● **WHAT YOU HAVE TO DO**
Go through each line of the records below and count those with the word "SameSite". Give only the count.

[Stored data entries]
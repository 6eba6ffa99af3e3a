pub mod admin;
pub mod auth;
pub mod public;
pub mod settings;

use actix_web::cookie::{Cookie, SameSite};

use crate::error::AppResult;
use crate::utils::auth::parse_duration;

/// Session cookie shared by the admin and user gateways.
pub(crate) fn token_cookie(token: &str, expires_in: &str) -> AppResult<Cookie<'static>> {
    let mut cookie = Cookie::new("token", token.to_string());
    cookie.set_http_only(true);
    cookie.set_same_site(SameSite::None);
    cookie.set_secure(true);
    cookie.set_path("/");
    let max_age = parse_duration(expires_in)?;
    cookie.set_max_age(time::Duration::seconds(max_age.num_seconds()));
    Ok(cookie)
}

● **EXERCISE RESULT**
2